[英]how to print a string showing the number of times each character is repeated in a string?
Given a string S, how to print a string containing number of times the character is repeated?给定一个字符串 S,如何打印一个包含该字符重复次数的字符串?
for example: input: aaabbbbccaa例如:输入:aaabbbbccaa
output: a3b4c2a2 output:a3b4c2a2
my approach:我的方法:
s = input()
len_string = ''
cur_char = s[0]
cur_counter = 0
for i in range(len(s)):
if s[i] == cur_char:
cur_counter += 1
if s[i] != cur_char or i == len(s) - 1:
len_string += cur_char + str(cur_counter)
cur_char = s[i]
cur_counter = 1
print(len_string)
Because you have shared your code, here is one concise way using groupby
:因为您已经共享了代码,所以这是使用
groupby
的一种简洁方法:
from itertools import groupby
s = 'aaabbbbccaa'
print(''.join([k + str(len(list(g))) for k, g in groupby(s)]))
# a3b4c2a2
I would use collections.Counter
https://docs.python.org/2/library/collections.html#counter-objects我会使用
collections.Counter
https://docs.python.org/2/library/collections.html#counter-objects
Init signature: collections.Counter(*args, **kwds)
Docstring:
Dict subclass for counting hashable items. Sometimes called a bag
or multiset.

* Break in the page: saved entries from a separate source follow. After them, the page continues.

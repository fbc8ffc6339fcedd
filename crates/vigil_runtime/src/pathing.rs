//! Grid pathfinding demo

use vigil_ai::{find_path, path_cost, AiError, Cell, Heuristic, TileMap};

/// 0 air, 1 grass, 2 water, 3 mud, 4 mountain
const DEMO_MAP: [[u8; 10]; 10] = [
    [0, 0, 0, 1, 1, 1, 0, 0, 0, 0],
    [0, 1, 0, 1, 4, 1, 0, 2, 2, 0],
    [0, 1, 0, 0, 4, 0, 0, 2, 2, 0],
    [0, 0, 0, 0, 4, 0, 0, 0, 0, 0],
    [3, 3, 3, 0, 4, 0, 1, 1, 1, 0],
    [0, 0, 3, 0, 4, 0, 0, 0, 1, 0],
    [0, 0, 3, 0, 4, 4, 4, 0, 0, 0],
    [0, 2, 2, 0, 0, 0, 4, 0, 3, 3],
    [0, 2, 2, 0, 1, 0, 4, 0, 0, 0],
    [0, 0, 0, 0, 1, 0, 0, 0, 0, 0],
];

/// Build the demo map
pub fn demo_map() -> Result<TileMap, AiError> {
    TileMap::from_codes(&DEMO_MAP)
}

/// Route across the demo map with both heuristics and log the result
pub fn run_demo() -> Result<(), AiError> {
    let map = demo_map()?;
    let start = Cell::new(0, 0);
    let goal = Cell::new(9, 9);

    for heuristic in [Heuristic::Manhattan, Heuristic::Euclidean] {
        match find_path(start, goal, &map, heuristic) {
            Ok(path) => {
                let route: Vec<String> = path.iter().map(Cell::to_string).collect();
                log::info!(
                    "{:?} path {} -> {}: {} cells, cost {:.2}",
                    heuristic,
                    start,
                    goal,
                    path.len(),
                    path_cost(&path, &map, heuristic)
                );
                log::debug!("  {}", route.join(" "));
            }
            Err(AiError::Unreachable { .. }) => {
                log::info!("{:?}: no path from {} to {}", heuristic, start, goal);
            }
            Err(e) => return Err(e),
        }
    }
    Ok(())
}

Elements are stored as dictionary keys and their counts
are stored as dictionary values.
>>> c = Counter('abcdeabcdabcaba') # count elements from a string
>>> c.most_common(3) # three most common elements
[('a', 5), ('b', 4), ('c', 3)]
>>> sorted(c) # list all unique elements
['a', 'b', 'c', 'd', 'e']
>>> ''.join(sorted(c.elements())) # list elements with repetitions
'aaaaabbbbcccdde'
>>> sum(c.values()) # total of all counts
15
>>> c['a'] # count of letter 'a'
5
>>> for elem in 'shazam': # update counts from an iterable
... c[elem] += 1 # by adding 1 to each element's count
>>> c['a'] # now there are seven 'a'
7
>>> del c['b'] # remove all 'b'
>>> c['b'] # now there are zero 'b'
0
>>> d = Counter('simsalabim') # make another counter
>>> c.update(d) # add in the second counter
>>> c['a'] # now there are nine 'a'
9
>>> c.clear() # empty the counter
>>> c
Counter()
Note: If a count is set to zero or reduced to zero, it will remain
in the counter until the entry is deleted or the counter is cleared:
>>> c = Counter('aaabbc')
>>> c['b'] -= 2 # reduce the count of 'b' by two
>>> c.most_common() # 'b' is still in, but its count is zero
[('a', 3), ('c', 1), ('b', 0)]
I think there is a way to do this much more easy:我认为有一种方法可以更轻松地做到这一点:
x='aaabbbbccaa'
noreplist = list(dict.fromkeys(x))
countstring=''
for i in noreplist:
z=z+i+str(x.count(i))
print(countstring)
First, you have x that is your string.首先,你有 x 那是你的字符串。 Then you make a list with every char from that string, but without repeating any char.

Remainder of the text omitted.